Marshall spent almost four decades working in healthcare. She joined CKHA as President and CEO in 2017 after being recruited from an executive role at the former Community Care Access Centre for Essex, Lambton, and Kent.

"It's time," Marshall said when asked about her decision to retire. "What a wonderful career I've had. I have my health, I have my family, and for me it was time. The organization is in a great place right now. So, to me, that is the best time for us to be thinking about the future."

According to the Health Alliance, Marshall was instrumental in multiple projects during her time with CKHA. From restructuring the hospital's operational framework to securing Ministry funding for the Wallaceburg Redevelopment Project to creating a medical daycare area for patients and families to receive treatment.

She also led the Withdrawal Management Service, a project that provides a supportive environment to help with safe withdrawal from substances and follow-up addiction treatments. She oversaw the opening of the Rapid Access to Addiction Medicine (RAAM) Clinic in Chatham in 2019 and an additional office in Wallaceburg in 2021. Marshall was also instrumental in transitioning the Assertive Community Treatment (ACT) program, formerly operated by Hotel-Dieu Grace Healthcare, to Chatham-Kent.

While Marshall led the organization, CKHA also became a founding partner of the Chatham-Kent Ontario Health team and earned the status of "Accreditation with Exemplary Standing" from Accreditation Canada for the period of 2022-2026.

Marshall says one of her proudest moments with CKHA came early on in her tenure. She explained that at the time, residents of Chatham-Kent were in need of urology services.

"That went into our strategic plan and it was an opportunity for us to, I would say, deliver on our promise," she said, adding that it took multiple departments to get the services up and running.

"It is an example of something we put in our plan, that we set out to do, and that we were able to implement. And we have recently welcomed our second urologist to the community," she added.

Marshall also led CKHA through the COVID-19 pandemic.

"I've often said there's nowhere else I would have rather been through the pandemic than here in this hospital working alongside everyone and serving our community," she stated. "I believe really strongly that we saved lives here."
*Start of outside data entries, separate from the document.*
//! Field extraction utilities for Arrow record batches
//!
//! Every input column is read as text and parsed here, so CSV and Parquet
//! inputs go through the same coercion: blank or unparseable values become
//! `None` instead of failing the load.

use crate::error::Result;
use crate::utils::arrow::array_utils::{downcast_array, get_column};
use crate::utils::dates::{DateFormatConfig, parse_date_string};
use arrow::array::{Array, StringArray};
use arrow::datatypes::DataType;
use arrow::record_batch::RecordBatch;
use chrono::NaiveDate;

/// Extract a whole column as optional strings
///
/// # Returns
///
/// * `Ok(values)` - One entry per row; empty strings are `None`
/// * `Ok(all None)` - If the column is absent and not required
/// * `Err` - If the column is absent and required, or cannot be cast
pub fn extract_strings(
    batch: &RecordBatch,
    table: &str,
    column_name: &str,
    required: bool,
) -> Result<Vec<Option<String>>> {
    let Some(array) = get_column(batch, table, column_name, &DataType::Utf8, required)? else {
        return Ok(vec![None; batch.num_rows()]);
    };

    let string_array = downcast_array::<StringArray>(&array, column_name, "Utf8")?;
    Ok((0..string_array.len())
        .map(|row| {
            if string_array.is_null(row) {
                return None;
            }
            let value = string_array.value(row).trim();
            (!value.is_empty()).then(|| value.to_string())
        })
        .collect())
}

/// Extract a column of integers, tolerating values such as `"42.0"`
pub fn extract_ints(
    batch: &RecordBatch,
    table: &str,
    column_name: &str,
    required: bool,
) -> Result<Vec<Option<i32>>> {
    Ok(extract_strings(batch, table, column_name, required)?
        .into_iter()
        .map(|value| value.as_deref().and_then(parse_int))
        .collect())
}

/// Extract a column of dates using the configured formats
pub fn extract_dates(
    batch: &RecordBatch,
    table: &str,
    column_name: &str,
    required: bool,
    config: &DateFormatConfig,
) -> Result<Vec<Option<NaiveDate>>> {
    Ok(extract_strings(batch, table, column_name, required)?
        .into_iter()
        .map(|value| value.as_deref().and_then(|s| parse_date_string(s, config)))
        .collect())
}

/// Parse an integer, accepting a float representation with no fraction
#[must_use]
pub fn parse_int(value: &str) -> Option<i32> {
    let value = value.trim();
    if let Ok(parsed) = value.parse::<i32>() {
        return Some(parsed);
    }

    let float = value.parse::<f64>().ok()?;
    if float.fract() == 0.0 && float >= f64::from(i32::MIN) && float <= f64::from(i32::MAX) {
        Some(float as i32)
    } else {
        None
    }
}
Marshall explained that it was truly a collaborative effort, requiring not only the hospital but public health and all of the other partners with the Ontario Health Team.
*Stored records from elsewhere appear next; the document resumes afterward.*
//! The joined dataset the care gap engine runs over

use crate::models::{Patient, PatientRecord, ScreeningRecord, VisitRecord};
use chrono::NaiveDate;
use log::{debug, warn};
use rustc_hash::FxHashMap;

/// Patients with their screening record and visit dates indexed by identifier
#[derive(Debug, Default, Clone)]
pub struct CareDataset {
    patients: Vec<Patient>,
    screenings: FxHashMap<String, ScreeningRecord>,
    visit_dates: FxHashMap<String, Vec<Option<NaiveDate>>>,
    excluded_records: usize,
    visit_count: usize,
}

impl CareDataset {
    /// Build the dataset from cleaned patient records, screenings and visits
    ///
    /// Patient records without an identifier cannot be joined and are left
    /// out; they remain visible to the quality validator. Screening rows carry
    /// no timestamp of their own, so file order decides which is most recent:
    /// when a patient has more than one row the last one wins, even if an
    /// earlier row has later due dates.
    #[must_use]
    pub fn new(
        records: Vec<PatientRecord>,
        screenings: Vec<ScreeningRecord>,
        visits: Vec<VisitRecord>,
    ) -> Self {
        let total_records = records.len();
        let patients: Vec<Patient> = records
            .into_iter()
            .filter_map(PatientRecord::into_patient)
            .collect();
        let excluded_records = total_records - patients.len();
        if excluded_records > 0 {
            warn!("Excluding {excluded_records} patient records without patient_id from gap analysis");
        }

        let screening_rows = screenings.len();
        let mut screening_index = FxHashMap::default();
        for screening in screenings {
            screening_index.insert(screening.patient_id.clone(), screening);
        }
        let duplicate_screenings = screening_rows - screening_index.len();
        if duplicate_screenings > 0 {
            warn!("{duplicate_screenings} duplicate screening rows replaced by later rows for the same patient");
        }

        let visit_count = visits.len();
        let mut visit_dates: FxHashMap<String, Vec<Option<NaiveDate>>> = FxHashMap::default();
        for visit in visits {
            visit_dates
                .entry(visit.patient_id)
                .or_default()
                .push(visit.visit_date);
        }

        debug!(
            "Indexed {} patients, {} screening records, {} visits for {} patients",
            patients.len(),
            screening_index.len(),
            visit_count,
            visit_dates.len()
        );

        Self {
            patients,
            screenings: screening_index,
            visit_dates,
            excluded_records,
            visit_count,
        }
    }

    /// Patients eligible for gap analysis, in roster order
    #[must_use]
    pub fn patients(&self) -> &[Patient] {
        &self.patients
    }

    /// Screening-due record for a patient, if one exists
    #[must_use]
    pub fn screening_for(&self, patient_id: &str) -> Option<&ScreeningRecord> {
        self.screenings.get(patient_id)
    }

    /// All recorded visit dates for a patient (undated visits are `None`)
    #[must_use]
    pub fn visit_dates_for(&self, patient_id: &str) -> &[Option<NaiveDate>] {
        self.visit_dates
            .get(patient_id)
            .map_or(&[], Vec::as_slice)
    }

    /// Iterate over screening records
    pub fn screenings(&self) -> impl Iterator<Item = &ScreeningRecord> {
        self.screenings.values()
    }

    #[must_use]
    pub fn patient_count(&self) -> usize {
        self.patients.len()
    }

    #[must_use]
    pub const fn visit_count(&self) -> usize {
        self.visit_count
    }

    #[must_use]
    pub fn screening_count(&self) -> usize {
        self.screenings.len()
    }

    /// Records dropped because they had no identifier
    #[must_use]
    pub const fn excluded_records(&self) -> usize {
        self.excluded_records
    }
}
//! Spinners for pipeline stages without a known length
//!
//! Built on indicatif; nothing is drawn when stderr is not a terminal.

use indicatif::{ProgressBar, ProgressStyle};
use std::time::Duration;

/// Template for stage spinners
pub const STAGE_SPINNER_TEMPLATE: &str = "{spinner:.green} [{elapsed}] {msg}";

const TICK_INTERVAL: Duration = Duration::from_millis(120);

/// Start a spinner labelled with the running stage
#[must_use]
pub fn stage_spinner(stage: &str) -> ProgressBar {
    let style = ProgressStyle::with_template(STAGE_SPINNER_TEMPLATE)
        .unwrap_or_else(|_| ProgressStyle::default_spinner());
    let spinner = ProgressBar::new_spinner()
        .with_style(style)
        .with_message(stage.to_string());
    spinner.enable_steady_tick(TICK_INTERVAL);
    spinner
}

/// Stop a stage spinner and remove it from the terminal
pub fn finish_stage(spinner: &ProgressBar) {
    spinner.finish_and_clear();
}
"I think our community was well served by everyone who was in healthcare at that time. And I do think we collectively made a difference," she said. "It was, as everyone knows, a very trying and challenging time and I think we're continuing to live with some of the longer-term impacts of that pandemic. It was incredible how everyone came together and also how the community supported us."
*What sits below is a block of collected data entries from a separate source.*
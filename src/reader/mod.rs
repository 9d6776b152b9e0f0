//! Reading input tables into Arrow record batches
//!
//! CSV extracts are read with an all-`Utf8` schema taken from the header
//! row, leaving type coercion to the loader. Parquet files are read with
//! their own schema.

use std::io::{Seek, SeekFrom};
use std::path::{Path, PathBuf};
use std::sync::Arc;
use std::time::Instant;

use arrow::csv::ReaderBuilder;
use arrow::csv::reader::Format;
use arrow::datatypes::{DataType, Field, Schema, SchemaRef};
use arrow::record_batch::RecordBatch;
use parquet::arrow::arrow_reader::ParquetRecordBatchReaderBuilder;

use crate::error::util::safe_open_file;
use crate::error::{CareGapError, Result};
use crate::utils::logging::{log_table_read, log_table_start};

/// Default batch size for reading tables
pub const DEFAULT_BATCH_SIZE: usize = 8192;

/// File formats understood by the reader
#[derive(Debug, Clone, Copy, PartialEq, Eq)]
pub enum TableFormat {
    Csv,
    Parquet,
}

impl TableFormat {
    /// Extensions tried, in order, when looking up a table by name
    pub const ALL: [Self; 2] = [Self::Csv, Self::Parquet];

    #[must_use]
    pub const fn extension(self) -> &'static str {
        match self {
            Self::Csv => "csv",
            Self::Parquet => "parquet",
        }
    }

    /// Detect the format from a path's extension
    #[must_use]
    pub fn from_path(path: &Path) -> Option<Self> {
        let extension = path.extension()?.to_str()?.to_lowercase();
        Self::ALL
            .into_iter()
            .find(|format| format.extension() == extension)
    }
}

/// Locate `{name}.csv` or `{name}.parquet` in a directory
#[must_use]
pub fn find_table_file(dir: &Path, name: &str) -> Option<PathBuf> {
    TableFormat::ALL
        .into_iter()
        .map(|format| dir.join(format!("{name}.{}", format.extension())))
        .find(|path| path.is_file())
}

/// Read a table file into record batches
pub fn read_table(path: &Path, batch_size: usize) -> Result<Vec<RecordBatch>> {
    let start = Instant::now();
    log_table_start(path);

    let batches = match TableFormat::from_path(path) {
        Some(TableFormat::Csv) => read_csv(path, batch_size)?,
        Some(TableFormat::Parquet) => read_parquet(path, batch_size)?,
        None => return Err(CareGapError::UnsupportedFormat(path.to_path_buf())),
    };

    let rows = batches.iter().map(RecordBatch::num_rows).sum();
    log_table_read(path, rows, Some(start.elapsed()));
    Ok(batches)
}

/// Read a CSV file with every column typed as nullable `Utf8`
///
/// A file with a header but no rows yields one empty batch, so callers can
/// still check its columns.
pub fn read_csv(path: &Path, batch_size: usize) -> Result<Vec<RecordBatch>> {
    let mut file = safe_open_file(path, "reading CSV table")?;

    let format = Format::default().with_header(true);
    let (header, _) = format.infer_schema(&mut file, Some(0))?;
    if header.fields().is_empty() {
        return Err(CareGapError::file(path, "CSV file has no header row"));
    }

    let schema = Arc::new(Schema::new(
        header
            .fields()
            .iter()
            .map(|field| Field::new(field.name(), DataType::Utf8, true))
            .collect::<Vec<_>>(),
    ));

    file.seek(SeekFrom::Start(0))?;
    let reader = ReaderBuilder::new(schema.clone())
        .with_format(format)
        .with_batch_size(batch_size)
        .build(file)?;

    let batches = reader.collect::<std::result::Result<Vec<_>, _>>()?;
    Ok(or_empty_batch(batches, schema))
}

/// Read a Parquet file
pub fn read_parquet(path: &Path, batch_size: usize) -> Result<Vec<RecordBatch>> {
    let file = safe_open_file(path, "reading parquet table")?;
    let builder = ParquetRecordBatchReaderBuilder::try_new(file)?.with_batch_size(batch_size);
    let schema = builder.schema().clone();
    let reader = builder.build()?;

    let batches = reader.collect::<std::result::Result<Vec<_>, _>>()?;
    Ok(or_empty_batch(batches, schema))
}

fn or_empty_batch(batches: Vec<RecordBatch>, schema: SchemaRef) -> Vec<RecordBatch> {
    if batches.is_empty() {
        vec![RecordBatch::new_empty(schema)]
    } else {
        batches
    }
}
One of the things Marshall brought to healthcare in Chatham-Kent was transparency, something she equates with accountability. She added that the characteristic is "well engrained" in the organization and should continue when she's gone.

"I think that transparency is really something that is a cornerstone of trust. And for people to come and receive care from the hospital, you need to trust the hospital," she said, noting that both good and challenging news needs to be shared with the public.

"I will have an ongoing interest in the hospital," Marshall said, as she will continue to live in the area, with CKHA as the place her family goes to for care. "I will watch it and be its greatest cheerleader," she added.

Marshall had one suggestion for whoever takes over her role in the future. "The best thing you can do as a CEO is to build relationships," she advised. "Get to know your organization. Get to know your community. That's where all the wisdom lies."